What is required> Every line of the entries below from the one containing "different shape catalog" to the one containing "pub fn resolver(&self)", both ends included, must be written out exactly. No other line belongs in the answer.

══ Data provided

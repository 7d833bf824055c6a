//! # Derived-Field Calculations
//!
//! Everything a line shows beyond what the estimator typed is computed here
//! by one pure pipeline:
//!
//! ```text
//! LineItem ──► geometry (catalog / plate math)
//!          ──► labor hours
//!          ──► resolved rates (line → project → company → fallback)
//!          ──► cost build-up (waste, overhead, profit, tax)
//!          = DerivedFields
//! ```
//!
//! Interactive editing and bulk import both go through
//! [`compute_derived_fields`], so the two paths can never disagree.
//!
//! ## Example
//!
//! ```rust
//! use takeoff_core::calculations::{compute_derived_fields, Pricer};
//! use takeoff_core::line::{LineItem, MaterialSpec};
//!
//! let mut line = LineItem::new(1);
//! if let MaterialSpec::Structural(spec) = &mut line.material {
//!     spec.size = "W12X26".to_string();
//!     spec.length_ft = 20.0;
//! }
//!
//! let priced = compute_derived_fields(&line, &Pricer::default());
//! assert_eq!(priced.derived.total_weight, 520.0);
//! assert!(priced.derived.cost.total_cost > 0.0);
//! ```

pub mod cost;
pub mod geometry;

pub use cost::{apply_markup, coating_cost, BaseCosts, CostBreakdown};
pub use geometry::{Geometry, PlateGeometry};

use std::collections::hash_map::DefaultHasher;
use std::hash::{Hash, Hasher};
use std::sync::Arc;

use serde::{Deserialize, Serialize};

use crate::catalog::{builtin_shared, ShapeCatalog};
use crate::line::{CoatingSystem, Hardware, LaborHours, LineItem, MaterialSpec, RateOverrides};
use crate::project::{CompanySettings, EngineSettings, ProjectSettings, SettingsProvider};
use crate::rates::{Markup, RateKind, RateResolver, RateSettings, ResolvedRate};
use crate::units::finite_or_zero;

/// Cached calculation output for one line.
///
/// Always a function of the line's inputs plus the settings it was priced
/// with; never edited directly.
#[derive(Debug, Clone, PartialEq, Default, Serialize, Deserialize)]
#[serde(default)]
pub struct DerivedFields {
    /// lb/ft
    pub weight_per_ft: f64,
    /// lb
    pub total_weight: f64,
    /// ft²/ft
    pub surface_area_per_ft: f64,
    /// ft²
    pub total_surface_area: f64,
    /// Priced piece length after stock rounding, ft
    pub billed_length_ft: f64,
    pub plate: Option<PlateGeometry>,
    pub total_labor_hours: f64,
    pub material_rate: ResolvedRate,
    pub labor_rate: ResolvedRate,
    pub coating_rate: ResolvedRate,
    pub cost: CostBreakdown,
    /// The size designation wasn't found in the catalog
    pub size_not_found: bool,
}

/// Everything pricing needs besides the line itself: both rate levels, the
/// engine settings and the shape catalog.
#[derive(Debug, Clone)]
pub struct Pricer {
    company: RateSettings,
    project: RateSettings,
    engine: EngineSettings,
    catalog: Arc<ShapeCatalog>,
    fingerprint: u64,
}

impl Pricer {
    /// Pricer over the built-in shape catalog
    pub fn new(company: &CompanySettings, project: &ProjectSettings) -> Self {
        let fingerprint = settings_fingerprint(&company.rates, &project.rates, &project.engine);
        Pricer {
            company: company.rates.clone(),
            project: project.rates.clone(),
            engine: project.engine,
            catalog: builtin_shared(),
            fingerprint,
        }
    }

    /// Snapshot the provider's current settings.
    pub fn from_provider(provider: &dyn SettingsProvider) -> Self {
        Self::new(provider.company(), provider.project())
    }

    /// Price against a different shape catalog
    pub fn with_catalog(mut self, catalog: Arc<ShapeCatalog>) -> Self {
        let mut hasher = DefaultHasher::new();
        self.fingerprint.hash(&mut hasher);
        (Arc::as_ptr(&catalog) as usize).hash(&mut hasher);
        self.fingerprint = hasher.finish();
        self.catalog = catalog;
        self
    }

    pub fn resolver(&self) -> RateResolver<'_> {
        RateResolver::new(&self.project, &self.company)
    }

    pub fn markup(&self) -> Markup {
        self.resolver().markup()
    }

    pub fn catalog(&self) -> &ShapeCatalog {
        &self.catalog
    }

    /// Shared handle to the catalog, for building a pricer over new settings
    pub fn catalog_handle(&self) -> Arc<ShapeCatalog> {
        Arc::clone(&self.catalog)
    }

    pub fn engine(&self) -> &EngineSettings {
        &self.engine
    }

    /// Hash of the settings that affect pricing
    pub fn fingerprint(&self) -> u64 {
        self.fingerprint
    }
}

impl Default for Pricer {
    fn default() -> Self {
        Pricer::new(&CompanySettings::default(), &ProjectSettings::default())
    }
}

/// Compute every derived field of a line.
pub fn derive(line: &LineItem, pricer: &Pricer) -> DerivedFields {
    let geometry = match &line.material {
        MaterialSpec::Structural(spec) => {
            let stock = line
                .use_stock_rounding
                .then_some(pricer.engine.stock_length_increment_ft);
            geometry::structural(spec, line.qty, pricer.catalog(), stock)
        }
        MaterialSpec::Plate(spec) => geometry::plate(spec),
    };
    let total_labor_hours = line.labor.total_hours();

    let resolver = pricer.resolver();
    let material_rate = resolver.resolve(RateKind::Material, line.material.grade(), line.rates.material_rate);
    let labor_rate = resolver.resolve(RateKind::Labor, &line.work_type, line.rates.labor_rate);
    let coating_rate = resolver.resolve(RateKind::Coating, line.coating.name(), line.rates.coating_rate);

    let base = BaseCosts {
        material: geometry.total_weight * material_rate.rate,
        labor: total_labor_hours * labor_rate.rate,
        coating: coating_cost(
            &line.coating,
            geometry.total_weight,
            geometry.total_surface_area,
            coating_rate.rate,
        ),
        hardware: finite_or_zero(line.hardware.qty) * finite_or_zero(line.hardware.cost_per_set),
    };

    DerivedFields {
        weight_per_ft: geometry.weight_per_ft,
        total_weight: geometry.total_weight,
        surface_area_per_ft: geometry.surface_area_per_ft,
        total_surface_area: geometry.total_surface_area,
        billed_length_ft: geometry.billed_length_ft,
        plate: geometry.plate,
        total_labor_hours,
        material_rate,
        labor_rate,
        coating_rate,
        cost: apply_markup(base, &resolver.markup()),
        size_not_found: geometry.size_not_found,
    }
}

/// The line with its derived fields freshly computed; the input is untouched.
pub fn compute_derived_fields(line: &LineItem, pricer: &Pricer) -> LineItem {
    let mut priced = line.clone();
    priced.derived = derive(line, pricer);
    priced
}

/// The inputs that affect pricing. Notes, tags, classification and the
/// bookkeeping fields are deliberately absent.
#[derive(Serialize)]
struct PricingInputs<'a> {
    qty: f64,
    material: &'a MaterialSpec,
    coating: &'a CoatingSystem,
    labor: &'a LaborHours,
    hardware: &'a Hardware,
    rates: &'a RateOverrides,
    work_type: &'a str,
    use_stock_rounding: bool,
}

/// Memo key over a line's pricing inputs and the pricer's settings.
///
/// Two calls return the same key exactly when re-pricing would give the same
/// result. `None` if the inputs couldn't be encoded, in which case the caller
/// should always recompute.
pub fn input_key(line: &LineItem, pricer: &Pricer) -> Option<u64> {
    let inputs = PricingInputs {
        qty: line.qty,
        material: &line.material,
        coating: &line.coating,
        labor: &line.labor,
        hardware: &line.hardware,
        rates: &line.rates,
        work_type: &line.work_type,
        use_stock_rounding: line.use_stock_rounding,
    };
    let bytes = serde_json::to_vec(&inputs).ok()?;
    let mut hasher = DefaultHasher::new();
    bytes.hash(&mut hasher);
    pricer.fingerprint.hash(&mut hasher);
    Some(hasher.finish())
}

fn settings_fingerprint(company: &RateSettings, project: &RateSettings, engine: &EngineSettings) -> u64 {
    let mut hasher = DefaultHasher::new();
    if let Ok(bytes) = serde_json::to_vec(&(company, project)) {
        bytes.hash(&mut hasher);
    }
    engine.stock_length_increment_ft.to_bits().hash(&mut hasher);
    hasher.finish()
}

════

Written answer>
    /// Price against a different shape catalog
    pub fn with_catalog(mut self, catalog: Arc<ShapeCatalog>) -> Self {
        let mut hasher = DefaultHasher::new();
        self.fingerprint.hash(&mut hasher);
        (Arc::as_ptr(&catalog) as usize).hash(&mut hasher);
        self.fingerprint = hasher.finish();
        self.catalog = catalog;
        self
    }

    pub fn resolver(&self) -> RateResolver<'_> {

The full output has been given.